*** Block opens ***

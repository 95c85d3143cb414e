use bevy::math::Vec2;

pub const RING_MIN_X: f32 = 7.0;
pub const RING_MAX_X: f32 = 60.0;
pub const RING_MIN_Y: f32 = 4.0;
pub const RING_MAX_Y: f32 = 22.0;
/// The ring floor is a trapezoid: both side ropes lean inward by 1 / SLOPE per unit of height.
pub const RING_SLOPE: f32 = 3.16;

/// Leftmost allowed x at height `y`.
pub fn x_min(y: f32) -> f32 {
    y / RING_SLOPE + RING_MIN_X
}

/// Rightmost allowed x at height `y`.
pub fn x_max(y: f32) -> f32 {
    -y / RING_SLOPE + RING_MAX_X
}

/// Keep a fighter position on the ring floor.
///
/// y is clamped first so that the x bounds are always computed from a
/// height that lies inside the ring.
pub fn clamp(position: Vec2) -> Vec2 {
    let y = position.y.clamp(RING_MIN_Y, RING_MAX_Y);
    let x = position.x.clamp(x_min(y), x_max(y));
    Vec2::new(x, y)
}

#[cfg(test)]
mod tests {
    use super::*;
    use proptest::prelude::*;

    #[test]
    fn inside_position_is_untouched() {
        let p = Vec2::new(30.0, 15.0);
        assert_eq!(clamp(p), p);
    }

    #[test]
    fn x_bounds_use_the_clamped_height() {
        // Far above the ring: y snaps to RING_MAX_Y and x to the top-right corner.
        let p = clamp(Vec2::new(100.0, 100.0));
        assert_eq!(p.y, RING_MAX_Y);
        assert_eq!(p.x, x_max(RING_MAX_Y));
    }

    #[test]
    fn left_rope_leans_inward_with_height() {
        let low = clamp(Vec2::new(0.0, RING_MIN_Y));
        let high = clamp(Vec2::new(0.0, RING_MAX_Y));
        assert!(high.x > low.x);
        assert_eq!(low.x, RING_MIN_Y / RING_SLOPE + RING_MIN_X);
    }

    proptest! {
        #[test]
        fn clamped_position_is_inside_the_ring(
            x in -200.0f32..200.0f32,
            y in -200.0f32..200.0f32
        ) {
            let p = clamp(Vec2::new(x, y));
            prop_assert!(p.y >= RING_MIN_Y && p.y <= RING_MAX_Y);
            prop_assert!(p.x >= x_min(p.y) && p.x <= x_max(p.y));
        }

        #[test]
        fn clamp_is_idempotent(
            x in -200.0f32..200.0f32,
            y in -200.0f32..200.0f32
        ) {
            let once = clamp(Vec2::new(x, y));
            prop_assert_eq!(clamp(once), once);
        }
    }
}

*** Block closes ***

• DIRECTIONS:
Please reproduce all of the records exactly as they stand.

• ANSWER SPACE:
repository 95c85d3143cb414e
use bevy::math::Vec2;

pub const RING_MIN_X: f32 = 7.0;
pub const RING_MAX_X: f32 = 60.0;
pub const RING_MIN_Y: f32 = 4.0;
pub const RING_MAX_Y: f32 = 22.0;
/// The ring floor is a trapezoid: both side ropes lean inward by 1 / SLOPE per unit of height.
pub const RING_SLOPE: f32 = 3.16;

/// Leftmost allowed x at height `y`.
pub fn x_min(y: f32) -> f32 {
    y / RING_SLOPE + RING_MIN_X
}

/// Rightmost allowed x at height `y`.
pub fn x_max(y: f32) -> f32 {
    -y / RING_SLOPE + RING_MAX_X
}

/// Keep a fighter position on the ring floor.
///
/// y is clamped first so that the x bounds are always computed from a
/// height that lies inside the ring.
pub fn clamp(position: Vec2) -> Vec2 {
    let y = position.y.clamp(RING_MIN_Y, RING_MAX_Y);
    let x = position.x.clamp(x_min(y), x_max(y));
    Vec2::new(x, y)
}

#[cfg(test)]
mod tests {
    use super::*;
    use proptest::prelude::*;

    #[test]
    fn inside_position_is_untouched() {
        let p = Vec2::new(30.0, 15.0);
        assert_eq!(clamp(p), p);
    }

    #[test]
    fn x_bounds_use_the_clamped_height() {
        // Far above the ring: y snaps to RING_MAX_Y and x to the top-right corner.
        let p = clamp(Vec2::new(100.0, 100.0));
        assert_eq!(p.y, RING_MAX_Y);
        assert_eq!(p.x, x_max(RING_MAX_Y));
    }

    #[test]
    fn left_rope_leans_inward_with_height() {
        let low = clamp(Vec2::new(0.0, RING_MIN_Y));
        let high = clamp(Vec2::new(0.0, RING_MAX_Y));
        assert!(high.x > low.x);
        assert_eq!(low.x, RING_MIN_Y / RING_SLOPE + RING_MIN_X);
    }

    proptest! {
        #[test]
        fn clamped_position_is_inside_the_ring(
            x in -200.0f32..200.0f32,
            y in -200.0f32..200.0f32
        ) {
            let p = clamp(Vec2::new(x, y));
            prop_assert!(p.y >= RING_MIN_Y && p.y <= RING_MAX_Y);
            prop_assert!(p.x >= x_min(p.y) && p.x <= x_max(p.y));
        }

        #[test]
        fn clamp_is_idempotent(
            x in -200.0f32..200.0f32,
            y in -200.0f32..200.0f32
        ) {
            let once = clamp(Vec2::new(x, y));
            prop_assert_eq!(clamp(once), once);
        }
    }
}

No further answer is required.